The response must contain every record, repeated exactly.

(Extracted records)

☆ ☆ ☆ ☆ ☆

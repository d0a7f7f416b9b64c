//! WASM-facing entry points for hexagonal cell extraction.
//!
//! This crate is compiled to a `cdylib` and consumed from JavaScript via
//! `wasm-bindgen`. Native tests interact with the internal helper
//! `hexagonify_internal` to avoid depending on a JS host.
//!
//! ```
//! let positions = [0.0, 0.0, 0.0, 1.0, 0.0, 0.0, 0.0, 1.0, 0.0];
//! let normals = [0.0, 0.0, 1.0, 0.0, 0.0, 1.0, 0.0, 0.0, 1.0];
//! let handle = hexagonify_wasm::hexagonify_internal(&positions, &normals, None).unwrap();
//! assert_eq!(handle.cell_count(), 1);
//! ```

use config::constants::{HEX_NORMAL_TEXTURE, HEX_POS_TEXTURE, MAX_TRAVERSAL_STEPS};
use config::traversal::HexagonifyConfig;
use hexagonify::{HexError, TraversalStatus, TriangleSoup};
use wasm_bindgen::prelude::*;

/// Installs a panic hook that forwards Rust panics to the browser console.
///
/// # Examples
/// ```no_run
/// // In JavaScript: import and call once at startup.
/// // import { init_panic_hook } from "hexagonify_wasm";
/// // init_panic_hook();
/// ```
#[cfg(feature = "console_error_panic_hook")]
#[wasm_bindgen]
pub fn init_panic_hook() {
    console_error_panic_hook::set_once();
}

/// Default traversal step budget.
#[wasm_bindgen]
pub fn default_max_steps() -> u32 {
    u32::try_from(MAX_TRAVERSAL_STEPS).unwrap_or(u32::MAX)
}

/// Shader binding names, in `[positions, normals]` order.
#[wasm_bindgen]
pub fn binding_names() -> js_sys::Array {
    js_sys::Array::of2(
        &JsValue::from_str(HEX_POS_TEXTURE),
        &JsValue::from_str(HEX_NORMAL_TEXTURE),
    )
}

/// Result of a traversal, with every buffer flattened for upload.
///
/// # Examples
/// ```no_run
/// // In JavaScript:
/// // const result = hexagonify(positions, normals);
/// // geometry.setAttribute("uv", new THREE.BufferAttribute(result.uvs(), 2));
/// // const size = result.texture_width();
/// // const hexPos = new THREE.DataTexture(result.hex_pos(), size, size, THREE.RGBAFormat, THREE.FloatType);
/// ```
#[wasm_bindgen]
#[derive(Debug, Clone)]
pub struct HexagonifyHandle {
    uvs: Vec<f32>,
    hex_pos: Vec<f32>,
    hex_normal: Vec<f32>,
    texture_width: u32,
    cell_count: u32,
    steps: usize,
    truncated: bool,
}

#[wasm_bindgen]
impl HexagonifyHandle {
    /// Per-vertex `[cell id, outline]` pairs as a Float32Array.
    pub fn uvs(&self) -> Vec<f32> {
        self.uvs.clone()
    }

    /// `_HexPos` texels, RGBA row-major.
    pub fn hex_pos(&self) -> Vec<f32> {
        self.hex_pos.clone()
    }

    /// `_HexNormal` texels, RGBA row-major.
    pub fn hex_normal(&self) -> Vec<f32> {
        self.hex_normal.clone()
    }

    pub fn texture_width(&self) -> u32 {
        self.texture_width
    }

    pub fn cell_count(&self) -> u32 {
        self.cell_count
    }

    pub fn steps(&self) -> usize {
        self.steps
    }

    /// True when the step budget ran out before the queue drained.
    pub fn truncated(&self) -> bool {
        self.truncated
    }
}

/// Extracts hexagonal cells from flat `xyz` position and normal buffers.
///
/// `max_steps` falls back to the default budget when omitted.
///
/// # Errors
/// Returns a JavaScript error value containing a human-readable message
/// when the buffers do not form a valid triangle soup.
///
/// # Examples
/// ```no_run
/// // In JavaScript:
/// // const result = hexagonify(mesh.positions, mesh.normals);
/// // console.log("cells:", result.cell_count());
/// ```
#[wasm_bindgen]
pub fn hexagonify(
    positions: &[f32],
    normals: &[f32],
    max_steps: Option<u32>,
) -> Result<HexagonifyHandle, JsValue> {
    hexagonify_internal(positions, normals, max_steps.map(|steps| steps as usize))
        .map_err(|err| JsValue::from_str(&err.to_string()))
}

/// Host-only helper that runs the traversal and returns Rust error types.
pub fn hexagonify_internal(
    positions: &[f32],
    normals: &[f32],
    max_steps: Option<usize>,
) -> Result<HexagonifyHandle, HexError> {
    let config = match max_steps {
        Some(steps) => HexagonifyConfig::default().with_max_steps(steps)?,
        None => HexagonifyConfig::default(),
    };
    let soup = TriangleSoup::from_flat(positions, normals)?;
    let output = hexagonify::hexagonify(&soup, &config)?;

    Ok(HexagonifyHandle {
        uvs: output.channels.uvs().into_iter().flatten().collect(),
        hex_pos: output.hex_pos.to_rgba_f32(),
        hex_normal: output.hex_normal.to_rgba_f32(),
        texture_width: output.hex_pos.width(),
        cell_count: u32::try_from(output.cells.cell_count()).unwrap_or(u32::MAX),
        steps: output.stats.steps,
        truncated: output.stats.status == TraversalStatus::Truncated,
    })
}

☆ ☆ ☆ ☆ ☆

[RESULT]:
repository d0a7f7f416b9b64c
//! WASM-facing entry points for hexagonal cell extraction.
//!
//! This crate is compiled to a `cdylib` and consumed from JavaScript via
//! `wasm-bindgen`. Native tests interact with the internal helper
//! `hexagonify_internal` to avoid depending on a JS host.
//!
//! ```
//! let positions = [0.0, 0.0, 0.0, 1.0, 0.0, 0.0, 0.0, 1.0, 0.0];
//! let normals = [0.0, 0.0, 1.0, 0.0, 0.0, 1.0, 0.0, 0.0, 1.0];
//! let handle = hexagonify_wasm::hexagonify_internal(&positions, &normals, None).unwrap();
//! assert_eq!(handle.cell_count(), 1);
//! ```

use config::constants::{HEX_NORMAL_TEXTURE, HEX_POS_TEXTURE, MAX_TRAVERSAL_STEPS};
use config::traversal::HexagonifyConfig;
use hexagonify::{HexError, TraversalStatus, TriangleSoup};
use wasm_bindgen::prelude::*;

/// Installs a panic hook that forwards Rust panics to the browser console.
///
/// # Examples
/// ```no_run
/// // In JavaScript: import and call once at startup.
/// // import { init_panic_hook } from "hexagonify_wasm";
/// // init_panic_hook();
/// ```
#[cfg(feature = "console_error_panic_hook")]
#[wasm_bindgen]
pub fn init_panic_hook() {
    console_error_panic_hook::set_once();
}

/// Default traversal step budget.
#[wasm_bindgen]
pub fn default_max_steps() -> u32 {
    u32::try_from(MAX_TRAVERSAL_STEPS).unwrap_or(u32::MAX)
}

/// Shader binding names, in `[positions, normals]` order.
#[wasm_bindgen]
pub fn binding_names() -> js_sys::Array {
    js_sys::Array::of2(
        &JsValue::from_str(HEX_POS_TEXTURE),
        &JsValue::from_str(HEX_NORMAL_TEXTURE),
    )
}

/// Result of a traversal, with every buffer flattened for upload.
///
/// # Examples
/// ```no_run
/// // In JavaScript:
/// // const result = hexagonify(positions, normals);
/// // geometry.setAttribute("uv", new THREE.BufferAttribute(result.uvs(), 2));
/// // const size = result.texture_width();
/// // const hexPos = new THREE.DataTexture(result.hex_pos(), size, size, THREE.RGBAFormat, THREE.FloatType);
/// ```
#[wasm_bindgen]
#[derive(Debug, Clone)]
pub struct HexagonifyHandle {
    uvs: Vec<f32>,
    hex_pos: Vec<f32>,
    hex_normal: Vec<f32>,
    texture_width: u32,
    cell_count: u32,
    steps: usize,
    truncated: bool,
}

#[wasm_bindgen]
impl HexagonifyHandle {
    /// Per-vertex `[cell id, outline]` pairs as a Float32Array.
    pub fn uvs(&self) -> Vec<f32> {
        self.uvs.clone()
    }

    /// `_HexPos` texels, RGBA row-major.
    pub fn hex_pos(&self) -> Vec<f32> {
        self.hex_pos.clone()
    }

    /// `_HexNormal` texels, RGBA row-major.
    pub fn hex_normal(&self) -> Vec<f32> {
        self.hex_normal.clone()
    }

    pub fn texture_width(&self) -> u32 {
        self.texture_width
    }

    pub fn cell_count(&self) -> u32 {
        self.cell_count
    }

    pub fn steps(&self) -> usize {
        self.steps
    }

    /// True when the step budget ran out before the queue drained.
    pub fn truncated(&self) -> bool {
        self.truncated
    }
}

/// Extracts hexagonal cells from flat `xyz` position and normal buffers.
///
/// `max_steps` falls back to the default budget when omitted.
///
/// # Errors
/// Returns a JavaScript error value containing a human-readable message
/// when the buffers do not form a valid triangle soup.
///
/// # Examples
/// ```no_run
/// // In JavaScript:
/// // const result = hexagonify(mesh.positions, mesh.normals);
/// // console.log("cells:", result.cell_count());
/// ```
#[wasm_bindgen]
pub fn hexagonify(
    positions: &[f32],
    normals: &[f32],
    max_steps: Option<u32>,
) -> Result<HexagonifyHandle, JsValue> {
    hexagonify_internal(positions, normals, max_steps.map(|steps| steps as usize))
        .map_err(|err| JsValue::from_str(&err.to_string()))
}

/// Host-only helper that runs the traversal and returns Rust error types.
pub fn hexagonify_internal(
    positions: &[f32],
    normals: &[f32],
    max_steps: Option<usize>,
) -> Result<HexagonifyHandle, HexError> {
    let config = match max_steps {
        Some(steps) => HexagonifyConfig::default().with_max_steps(steps)?,
        None => HexagonifyConfig::default(),
    };
    let soup = TriangleSoup::from_flat(positions, normals)?;
    let output = hexagonify::hexagonify(&soup, &config)?;

    Ok(HexagonifyHandle {
        uvs: output.channels.uvs().into_iter().flatten().collect(),
        hex_pos: output.hex_pos.to_rgba_f32(),
        hex_normal: output.hex_normal.to_rgba_f32(),
        texture_width: output.hex_pos.width(),
        cell_count: u32::try_from(output.cells.cell_count()).unwrap_or(u32::MAX),
        steps: output.stats.steps,
        truncated: output.stats.status == TraversalStatus::Truncated,
    })
}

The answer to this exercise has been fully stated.